→ WHAT IS EXPECTED
Below are several entries. Transcribe exactly those lines that fall from the one with "are expected operating" through the one with "pub enum AcquisitionError", end lines included.

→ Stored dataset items
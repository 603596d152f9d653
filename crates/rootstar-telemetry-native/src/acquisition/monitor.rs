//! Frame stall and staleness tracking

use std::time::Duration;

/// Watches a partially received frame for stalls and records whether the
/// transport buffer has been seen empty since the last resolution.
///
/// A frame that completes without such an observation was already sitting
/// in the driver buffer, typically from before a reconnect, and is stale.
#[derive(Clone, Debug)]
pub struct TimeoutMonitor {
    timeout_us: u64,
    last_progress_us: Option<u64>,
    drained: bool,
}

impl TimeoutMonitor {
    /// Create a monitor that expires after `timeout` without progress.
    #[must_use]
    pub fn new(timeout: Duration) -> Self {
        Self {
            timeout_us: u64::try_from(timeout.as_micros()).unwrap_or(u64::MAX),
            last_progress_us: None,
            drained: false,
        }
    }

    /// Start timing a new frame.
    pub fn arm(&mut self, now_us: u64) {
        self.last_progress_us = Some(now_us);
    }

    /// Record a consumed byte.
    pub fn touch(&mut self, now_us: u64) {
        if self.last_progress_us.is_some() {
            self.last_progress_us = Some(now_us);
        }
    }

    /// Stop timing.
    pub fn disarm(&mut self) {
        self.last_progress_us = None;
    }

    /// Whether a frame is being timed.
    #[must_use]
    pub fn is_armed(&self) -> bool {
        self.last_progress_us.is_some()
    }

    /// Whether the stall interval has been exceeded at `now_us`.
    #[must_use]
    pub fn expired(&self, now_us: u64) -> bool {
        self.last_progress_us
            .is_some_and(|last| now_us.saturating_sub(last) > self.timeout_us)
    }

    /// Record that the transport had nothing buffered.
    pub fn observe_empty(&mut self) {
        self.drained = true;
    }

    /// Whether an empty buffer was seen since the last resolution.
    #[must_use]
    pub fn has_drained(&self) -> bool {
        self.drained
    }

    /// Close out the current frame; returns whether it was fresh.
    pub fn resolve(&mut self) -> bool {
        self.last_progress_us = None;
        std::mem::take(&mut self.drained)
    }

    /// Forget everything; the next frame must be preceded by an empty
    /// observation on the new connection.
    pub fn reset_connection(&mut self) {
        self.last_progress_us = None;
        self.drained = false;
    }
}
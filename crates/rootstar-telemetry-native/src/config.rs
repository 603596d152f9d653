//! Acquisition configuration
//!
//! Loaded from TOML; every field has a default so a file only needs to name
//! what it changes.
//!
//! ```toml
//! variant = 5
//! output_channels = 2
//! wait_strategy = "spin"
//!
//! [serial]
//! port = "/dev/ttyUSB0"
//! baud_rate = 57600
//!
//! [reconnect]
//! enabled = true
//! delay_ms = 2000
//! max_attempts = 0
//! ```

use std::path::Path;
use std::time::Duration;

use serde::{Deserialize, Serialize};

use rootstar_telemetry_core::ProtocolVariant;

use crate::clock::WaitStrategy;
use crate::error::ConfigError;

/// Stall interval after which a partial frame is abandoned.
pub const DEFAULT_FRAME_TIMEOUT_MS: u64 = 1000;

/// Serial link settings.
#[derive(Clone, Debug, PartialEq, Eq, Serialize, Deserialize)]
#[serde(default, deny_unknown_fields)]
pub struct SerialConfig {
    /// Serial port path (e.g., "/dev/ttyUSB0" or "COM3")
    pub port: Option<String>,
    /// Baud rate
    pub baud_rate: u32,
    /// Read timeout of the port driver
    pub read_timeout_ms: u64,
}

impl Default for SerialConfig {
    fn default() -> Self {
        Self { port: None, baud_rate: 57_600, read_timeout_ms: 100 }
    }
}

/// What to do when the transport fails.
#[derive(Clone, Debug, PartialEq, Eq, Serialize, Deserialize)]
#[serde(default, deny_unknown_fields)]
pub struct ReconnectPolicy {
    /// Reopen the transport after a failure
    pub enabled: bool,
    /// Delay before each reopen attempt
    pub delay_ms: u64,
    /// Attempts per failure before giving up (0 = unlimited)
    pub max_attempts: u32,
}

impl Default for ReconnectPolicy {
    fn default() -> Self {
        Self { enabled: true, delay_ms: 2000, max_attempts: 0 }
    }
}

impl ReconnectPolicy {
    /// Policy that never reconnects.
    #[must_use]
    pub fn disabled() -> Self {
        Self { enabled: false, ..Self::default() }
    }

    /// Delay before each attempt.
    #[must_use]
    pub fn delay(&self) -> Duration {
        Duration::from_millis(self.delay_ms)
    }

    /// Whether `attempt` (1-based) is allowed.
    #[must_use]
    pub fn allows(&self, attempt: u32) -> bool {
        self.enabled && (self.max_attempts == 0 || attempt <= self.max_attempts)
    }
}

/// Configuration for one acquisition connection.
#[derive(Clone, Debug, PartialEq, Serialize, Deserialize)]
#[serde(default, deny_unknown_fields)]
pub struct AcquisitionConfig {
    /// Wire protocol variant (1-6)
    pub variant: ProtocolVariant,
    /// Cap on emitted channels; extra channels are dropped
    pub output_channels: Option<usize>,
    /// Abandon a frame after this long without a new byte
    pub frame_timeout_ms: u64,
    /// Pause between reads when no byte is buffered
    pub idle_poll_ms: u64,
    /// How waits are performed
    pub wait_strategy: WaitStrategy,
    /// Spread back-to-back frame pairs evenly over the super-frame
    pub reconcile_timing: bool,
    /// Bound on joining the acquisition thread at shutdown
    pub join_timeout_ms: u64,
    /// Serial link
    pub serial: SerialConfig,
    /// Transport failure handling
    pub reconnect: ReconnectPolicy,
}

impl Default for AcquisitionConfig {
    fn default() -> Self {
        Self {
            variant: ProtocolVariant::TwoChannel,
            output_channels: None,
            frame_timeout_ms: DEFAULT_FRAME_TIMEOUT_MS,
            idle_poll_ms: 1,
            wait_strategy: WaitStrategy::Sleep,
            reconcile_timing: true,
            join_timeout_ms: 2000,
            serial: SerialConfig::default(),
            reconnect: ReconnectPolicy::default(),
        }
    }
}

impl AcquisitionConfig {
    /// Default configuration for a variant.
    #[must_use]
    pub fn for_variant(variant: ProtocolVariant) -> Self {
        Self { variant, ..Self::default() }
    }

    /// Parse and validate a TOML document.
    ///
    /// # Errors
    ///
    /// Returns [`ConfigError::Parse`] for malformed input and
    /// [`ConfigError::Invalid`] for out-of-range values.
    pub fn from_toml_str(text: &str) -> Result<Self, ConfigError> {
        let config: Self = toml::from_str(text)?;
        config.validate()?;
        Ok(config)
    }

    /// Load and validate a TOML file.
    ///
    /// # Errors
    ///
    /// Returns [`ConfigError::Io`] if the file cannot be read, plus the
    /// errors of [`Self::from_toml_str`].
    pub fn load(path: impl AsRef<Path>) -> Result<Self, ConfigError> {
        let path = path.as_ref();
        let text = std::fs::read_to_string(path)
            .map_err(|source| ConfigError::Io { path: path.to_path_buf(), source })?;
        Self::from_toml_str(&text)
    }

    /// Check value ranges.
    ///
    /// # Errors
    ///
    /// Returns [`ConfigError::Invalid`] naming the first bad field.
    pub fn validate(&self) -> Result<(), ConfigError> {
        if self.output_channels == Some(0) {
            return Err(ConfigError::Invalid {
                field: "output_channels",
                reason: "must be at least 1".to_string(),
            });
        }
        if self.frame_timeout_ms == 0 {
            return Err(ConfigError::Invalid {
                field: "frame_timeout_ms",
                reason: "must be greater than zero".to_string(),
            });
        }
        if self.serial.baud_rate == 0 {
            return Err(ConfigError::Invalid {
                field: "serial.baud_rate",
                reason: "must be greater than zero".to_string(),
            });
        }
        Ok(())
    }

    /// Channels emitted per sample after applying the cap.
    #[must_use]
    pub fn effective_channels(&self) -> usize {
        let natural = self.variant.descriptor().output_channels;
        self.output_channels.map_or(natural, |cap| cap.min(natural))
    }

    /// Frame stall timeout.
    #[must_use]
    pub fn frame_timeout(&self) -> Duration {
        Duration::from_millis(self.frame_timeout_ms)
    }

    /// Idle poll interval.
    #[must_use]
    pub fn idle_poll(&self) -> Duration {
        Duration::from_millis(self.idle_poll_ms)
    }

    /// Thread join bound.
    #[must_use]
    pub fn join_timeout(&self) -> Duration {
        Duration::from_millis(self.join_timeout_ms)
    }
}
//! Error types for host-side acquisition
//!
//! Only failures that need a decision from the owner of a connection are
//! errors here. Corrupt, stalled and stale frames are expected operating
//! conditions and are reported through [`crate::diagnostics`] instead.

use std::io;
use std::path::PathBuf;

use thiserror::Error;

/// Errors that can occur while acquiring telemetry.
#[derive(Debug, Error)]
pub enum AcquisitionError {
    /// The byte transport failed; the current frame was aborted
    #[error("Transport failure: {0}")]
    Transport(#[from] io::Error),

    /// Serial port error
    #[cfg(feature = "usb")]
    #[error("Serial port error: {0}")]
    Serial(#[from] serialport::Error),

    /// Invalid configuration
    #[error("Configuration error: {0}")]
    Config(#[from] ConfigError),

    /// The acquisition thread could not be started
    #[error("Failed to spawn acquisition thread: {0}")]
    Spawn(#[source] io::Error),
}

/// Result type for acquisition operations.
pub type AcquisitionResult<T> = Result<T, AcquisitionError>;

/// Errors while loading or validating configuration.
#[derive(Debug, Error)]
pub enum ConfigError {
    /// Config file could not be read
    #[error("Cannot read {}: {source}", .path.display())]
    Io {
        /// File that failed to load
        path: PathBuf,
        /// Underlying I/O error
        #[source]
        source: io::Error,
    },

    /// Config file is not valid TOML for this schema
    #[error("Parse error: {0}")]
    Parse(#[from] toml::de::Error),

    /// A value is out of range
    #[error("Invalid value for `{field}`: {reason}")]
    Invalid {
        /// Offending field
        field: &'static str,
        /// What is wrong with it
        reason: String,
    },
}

→ EXERCISE RESPONSE
//! errors here. Corrupt, stalled and stale frames are expected operating
//! conditions and are reported through [`crate::diagnostics`] instead.

use std::io;
use std::path::PathBuf;

use thiserror::Error;

/// Errors that can occur while acquiring telemetry.
#[derive(Debug, Error)]
pub enum AcquisitionError {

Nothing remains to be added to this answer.